Fish Acellular Dermal Matrix Promotes Repair of Full-Thickness Skin Defects in Mice and Bama Pigs.

Abstract

This study aimed to develop an acellular dermal matrix derived from tilapia skin and evaluate its potential as a bioscaffold for skin wound repair. Structural and compositional changes before and after decellularisation were assessed through histological staining, electron microscopy and immunological analysis. The matrix exhibited low immunogenicity, preserved extracellular matrix architecture and retained key bioactive components. In vitro, the matrix significantly promoted cell proliferation, migration, and tube formation in human umbilical vein endothelial cells and human foreskin fibroblasts. In vivo, full-thickness skin defect models in Balb/c mice and Bama pigs demonstrated that the tilapia-derived matrix not only accelerated wound closure but also improved the quality of tissue regeneration by enhancing collagen deposition and vascularisation.
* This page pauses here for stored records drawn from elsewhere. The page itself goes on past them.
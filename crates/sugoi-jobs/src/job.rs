//! Job nodes of the dependency graph.
//!
//! A job starts with one pending "submission guard" plus one pending count per
//! unfinished dependency. Whoever drops the count to zero spawns the job on
//! the pool. When a job finishes it releases its dependents the same way.

use std::sync::{
    Arc,
    atomic::{AtomicUsize, Ordering},
};

use parking_lot::{Condvar, Mutex};
use rayon::ThreadPool;
use smallvec::SmallVec;
use tracing::trace;

use crate::counter::JobCounter;

pub(crate) type JobBody = Box<dyn FnOnce() + Send + 'static>;

#[derive(Default)]
struct JobState {
    finished: bool,
    dependents: Vec<Arc<Job>>,
}

pub(crate) struct Job {
    id: u64,
    name: String,
    pending: AtomicUsize,
    state: Mutex<JobState>,
    finished: Condvar,
    body: Mutex<Option<JobBody>>,
    counters: SmallVec<[JobCounter; 3]>,
}

impl Job {
    pub fn new(id: u64, name: String, body: JobBody, counters: SmallVec<[JobCounter; 3]>) -> Arc<Self> {
        for counter in &counters {
            counter.increment();
        }
        Arc::new(Self {
            id,
            name,
            pending: AtomicUsize::new(1),
            state: Mutex::new(JobState::default()),
            finished: Condvar::new(),
            body: Mutex::new(Some(body)),
            counters,
        })
    }

    pub fn id(&self) -> u64 {
        self.id
    }

    pub fn name(&self) -> &str {
        &self.name
    }

    pub fn is_finished(&self) -> bool {
        self.state.lock().finished
    }

    /// Make `self` wait for `dependency`.
    ///
    /// Returns `false` if the dependency already finished.
    pub fn depend_on(self: &Arc<Self>, dependency: &Arc<Self>) -> bool {
        let mut state = dependency.state.lock();
        if state.finished {
            return false;
        }
        self.pending.fetch_add(1, Ordering::AcqRel);
        state.dependents.push(Arc::clone(self));
        trace!(job = self.id, waits_on = dependency.id, "job dependency");
        true
    }

    /// Drop one pending count, spawning the job when it was the last.
    pub fn release(self: &Arc<Self>, pool: &Arc<ThreadPool>) {
        if self.pending.fetch_sub(1, Ordering::AcqRel) == 1 {
            let job = Arc::clone(self);
            let pool_handle = Arc::clone(pool);
            pool.spawn_fifo(move || job.run(&pool_handle));
        }
    }

    fn run(self: &Arc<Self>, pool: &Arc<ThreadPool>) {
        let body = self.body.lock().take();
        if let Some(body) = body {
            trace!(job = self.id, name = %self.name, "job started");
            body();
        }

        let dependents = {
            let mut state = self.state.lock();
            state.finished = true;
            std::mem::take(&mut state.dependents)
        };
        self.finished.notify_all();
        trace!(job = self.id, name = %self.name, released = dependents.len(), "job finished");

        for counter in &self.counters {
            counter.decrement();
        }
        for dependent in dependents {
            dependent.release(pool);
        }
    }

    /// Block the calling thread until the job has run.
    pub fn wait(&self) {
        let mut state = self.state.lock();
        while !state.finished {
            self.finished.wait(&mut state);
        }
    }
}

impl std::fmt::Debug for Job {
    fn fmt(&self, f: &mut std::fmt::Formatter<'_>) -> std::fmt::Result {
        f.debug_struct("Job")
            .field("id", &self.id)
            .field("name", &self.name)
            .field("pending", &self.pending.load(Ordering::Relaxed))
            .finish_non_exhaustive()
    }
}
//! Scheduler configuration.

use tracing::warn;

/// Environment variable overriding [`SchedulerConfig::worker_threads`].
pub const WORKER_THREADS_ENV: &str = "SUGOI_WORKER_THREADS";

/// Settings for [`crate::JobScheduler::new`].
#[derive(Clone, Debug, PartialEq, Eq)]
pub struct SchedulerConfig {
    /// Worker thread count. `None` lets rayon pick one per logical core.
    pub worker_threads: Option<usize>,
    /// Worker thread name prefix; the worker index is appended.
    pub thread_name: String,
}

impl Default for SchedulerConfig {
    fn default() -> Self {
        Self {
            worker_threads: None,
            thread_name: "sugoi-worker".to_owned(),
        }
    }
}

impl SchedulerConfig {
    /// Defaults, with the worker count read from `SUGOI_WORKER_THREADS` when set.
    #[must_use]
    pub fn from_env() -> Self {
        let mut config = Self::default();
        if let Ok(value) = std::env::var(WORKER_THREADS_ENV) {
            config.worker_threads = parse_worker_threads(&value);
            if config.worker_threads.is_none() {
                warn!(value = %value, "ignoring invalid {WORKER_THREADS_ENV}");
            }
        }
        config
    }

    #[must_use]
    pub fn worker_threads(mut self, count: usize) -> Self {
        self.worker_threads = Some(count);
        self
    }

    #[must_use]
    pub fn thread_name(mut self, name: impl Into<String>) -> Self {
        self.thread_name = name.into();
        self
    }
}

fn parse_worker_threads(value: &str) -> Option<usize> {
    value.trim().parse().ok().filter(|&count| count > 0)
}
//! Storage snapshots over the [`Serializer`] trait.
//!
//! Layout, little endian:
//!
//! ```text
//! magic "SUGO" | version u32 | group count u32
//! per group:
//!   type count u32 | type guids u128...
//!   meta count u32 | meta entity bits u32...
//!   row count u32  | entity bits u32...
//!   per data type: mode u8, then
//!     raw:    element size u32, row bytes
//!     custom: serialize callback output per row
//! ```
//!
//! Types with a serialize callback are written through it. Types registered
//! as plain old data are written as raw bytes. Anything else is skipped and
//! comes back default-constructed.

use std::ptr;

use tracing::debug;

use crate::{
    chunk::ChunkView,
    entity::{Entity, EntityLocation},
    group::TypeSlot,
    serialize::{SerializeError, Serializer},
    storage::{Storage, row_ptr},
    type_registry::{Guid, TypeIndex},
    type_set::{EntityType, MetaSet, TypeSet},
};

const MAGIC: [u8; 4] = *b"SUGO";
const VERSION: u32 = 1;

const MODE_SKIP: u8 = 0;
const MODE_RAW: u8 = 1;
const MODE_CUSTOM: u8 = 2;

fn slot_mode(slot: &TypeSlot) -> u8 {
    if slot.callbacks.serialize.is_some() {
        MODE_CUSTOM
    } else if slot.pod {
        MODE_RAW
    } else {
        MODE_SKIP
    }
}

impl Storage {
    /// Write every entity and its serializable components.
    ///
    /// Dead markers and empty groups are written like any other group.
    pub fn serialize(&self, s: &mut dyn Serializer) {
        debug_assert!(s.is_serialize(), "serialize called with a reading serializer");

        let mut magic = MAGIC;
        s.stream(&mut magic);
        let mut version = VERSION;
        s.stream_u32(&mut version);

        let groups: Vec<_> = self.groups().filter(|g| !g.is_empty()).collect();
        s.stream_u32(&mut (groups.len() as u32));

        for group in &groups {
            s.stream_u32(&mut (group.owned_types().len() as u32));
            for &ty in group.owned_types() {
                s.stream_u128(&mut self.registry.desc(ty).guid().as_u128());
            }
            s.stream_u32(&mut (group.meta().len() as u32));
            for meta in group.meta() {
                s.stream_u32(&mut meta.to_bits());
            }

            s.stream_u32(&mut (group.len() as u32));
            for &handle in group.chunks() {
                for entity in self.arena.get(handle).entities() {
                    s.stream_u32(&mut entity.to_bits());
                }
            }

            for slot in group.slots().iter().filter(|slot| slot.size > 0) {
                let mut mode = slot_mode(slot);
                s.stream_u8(&mut mode);
                match mode {
                    MODE_RAW => {
                        s.stream_u32(&mut (slot.size as u32));
                        let mut buffer = Vec::new();
                        for &handle in group.chunks() {
                            let chunk = self.arena.get(handle);
                            let len = slot.size * chunk.count as usize;
                            buffer.resize(len, 0);
                            // SAFETY: rows below count are live pod values
                            unsafe { ptr::copy_nonoverlapping(row_ptr(chunk, slot, 0), buffer.as_mut_ptr(), len) };
                            s.stream(&mut buffer);
                        }
                    }
                    MODE_CUSTOM => {
                        let Some(serialize) = slot.callbacks.serialize else {
                            continue;
                        };
                        for &handle in group.chunks() {
                            let chunk = self.arena.get(handle);
                            for row in 0..chunk.count as usize {
                                // SAFETY: the row is live; writing only reads it
                                unsafe { serialize(row_ptr(chunk, slot, row), &mut *s) };
                            }
                        }
                    }
                    _ => {}
                }
            }
        }
        debug!(storage = ?self.id, groups = groups.len(), entities = self.entity_count(), "serialized storage");
    }

    /// Restore a snapshot into an empty storage, keeping the exact entity handles.
    ///
    /// On error the storage is reset.
    pub fn deserialize(&mut self, s: &mut dyn Serializer) -> Result<(), SerializeError> {
        debug_assert!(!s.is_serialize(), "deserialize called with a writing serializer");
        if self.entity_count() > 0 {
            return Err(SerializeError::NotEmpty);
        }

        match self.read_snapshot(s) {
            Ok(count) => {
                self.entities.rebuild_free_list();
                self.refresh_all_shared();
                self.epoch += 1;
                debug!(storage = ?self.id, entities = count, "deserialized storage");
                Ok(())
            }
            Err(err) => {
                self.reset();
                Err(err)
            }
        }
    }

    fn read_snapshot(&mut self, s: &mut dyn Serializer) -> Result<usize, SerializeError> {
        let mut magic = [0u8; 4];
        s.peek(&mut magic);
        if magic != MAGIC {
            return Err(SerializeError::InvalidHeader);
        }
        s.stream(&mut magic);
        let mut version = 0;
        s.stream_u32(&mut version);
        if version != VERSION {
            return Err(SerializeError::InvalidHeader);
        }

        let mut group_count = 0;
        s.stream_u32(&mut group_count);
        if s.failed() {
            return Err(SerializeError::Truncated);
        }
        let mut total = 0;
        for _ in 0..group_count {
            total += self.read_group(s)?;
        }
        Ok(total)
    }

    fn read_group(&mut self, s: &mut dyn Serializer) -> Result<usize, SerializeError> {
        let mut type_count = 0;
        s.stream_u32(&mut type_count);
        let mut stream_order = Vec::new();
        for _ in 0..type_count {
            let mut bits = 0;
            s.stream_u128(&mut bits);
            if s.failed() {
                return Err(SerializeError::Truncated);
            }
            let guid = Guid::from_u128(bits);
            let ty = self
                .registry
                .get_type(guid)
                .ok_or(SerializeError::UnknownGuid(guid))?;
            stream_order.push(ty);
        }

        let mut meta_count = 0;
        s.stream_u32(&mut meta_count);
        let mut meta = MetaSet::new();
        for _ in 0..meta_count {
            let mut bits = 0;
            s.stream_u32(&mut bits);
            if s.failed() {
                return Err(SerializeError::Truncated);
            }
            meta.insert(Entity::from_bits(bits));
        }

        let mut count = 0;
        s.stream_u32(&mut count);
        let mut ids = Vec::new();
        for _ in 0..count {
            let mut bits = 0;
            s.stream_u32(&mut bits);
            if s.failed() {
                return Err(SerializeError::Truncated);
            }
            ids.push(Entity::from_bits(bits));
        }
        if count == 0 {
            return Ok(0);
        }

        let types: TypeSet = stream_order.iter().copied().collect();
        let id = self.get_or_create_group(&EntityType::new(types, meta));
        let views = self.reserve_rows(id, count);
        for &view in &views {
            self.construct_view(view);
        }
        self.claim_ids(&views, &ids)?;

        for &ty in &stream_order {
            self.read_column(s, &views, ty)?;
        }
        if s.failed() {
            return Err(SerializeError::Truncated);
        }
        Ok(ids.len())
    }

    fn claim_ids(&mut self, views: &[ChunkView], ids: &[Entity]) -> Result<(), SerializeError> {
        let mut next = ids.iter();
        for view in views {
            let slots = self.arena.get(view.chunk).entities_ptr();
            for row in view.rows() {
                let Some(&entity) = next.next() else {
                    return Err(SerializeError::Truncated);
                };
                let location = EntityLocation {
                    chunk: view.chunk,
                    row: row as u32,
                };
                if entity.is_null() || !self.entities.claim(entity, location) {
                    return Err(SerializeError::InvalidEntity(entity));
                }
                // SAFETY: row is inside the chunk
                unsafe { slots.add(row).write(entity) };
            }
        }
        Ok(())
    }

    fn read_column(
        &mut self,
        s: &mut dyn Serializer,
        views: &[ChunkView],
        ty: TypeIndex,
    ) -> Result<(), SerializeError> {
        let Some(first) = views.first() else {
            return Ok(());
        };
        let group = self.group_ref(self.arena.get(first.chunk).group);
        let Some(slot) = group.slot(ty) else {
            return Ok(());
        };
        if slot.size == 0 {
            return Ok(());
        }
        let slot = slot.clone();

        let mut mode = 0;
        s.stream_u8(&mut mode);
        match mode {
            MODE_SKIP => {}
            MODE_RAW => {
                let mut size = 0;
                s.stream_u32(&mut size);
                if !slot.pod {
                    return Err(SerializeError::NotPod(self.registry.desc(ty).guid()));
                }
                if size as usize != slot.size {
                    return Err(SerializeError::InvalidHeader);
                }
                let mut buffer = Vec::new();
                for view in views {
                    let chunk = self.arena.get(view.chunk);
                    let len = slot.size * view.count as usize;
                    buffer.resize(len, 0);
                    s.stream(&mut buffer);
                    // SAFETY: any bytes are a valid pod value
                    unsafe {
                        ptr::copy_nonoverlapping(buffer.as_ptr(), row_ptr(chunk, &slot, view.start as usize), len);
                    }
                }
            }
            MODE_CUSTOM => {
                let guid = self.registry.desc(ty).guid();
                let serialize = slot.callbacks.serialize.ok_or(SerializeError::MissingCallback(guid))?;
                for view in views {
                    let chunk = self.arena.get(view.chunk);
                    for row in view.rows() {
                        // SAFETY: the row holds a constructed value the
                        // callback overwrites in place
                        unsafe { serialize(row_ptr(chunk, &slot, row), &mut *s) };
                    }
                }
            }
            _ => return Err(SerializeError::InvalidHeader),
        }
        Ok(())
    }
}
Compared to the commercial porcine-derived matrix, the fish-derived scaffold exhibited superior regenerative outcomes. Notably, transcriptomic profiling of wound tissue revealed that the matrix modulated a range of biological pathways, including immune regulation, extracellular matrix remodelling and angiogenesis, indicating a multifaceted interaction between the biomaterial and host tissue. These findings underscore the excellent biocompatibility and therapeutic efficacy of the tilapia-derived matrix, supporting its potential as a safe, economical and sustainable bioscaffold for clinical skin repair. The inclusion of a large animal model provides critical translational relevance due to the anatomical and physiological similarity between porcine and human skin, while transcriptomic analysis offers valuable mechanistic insights into matrix-tissue interactions.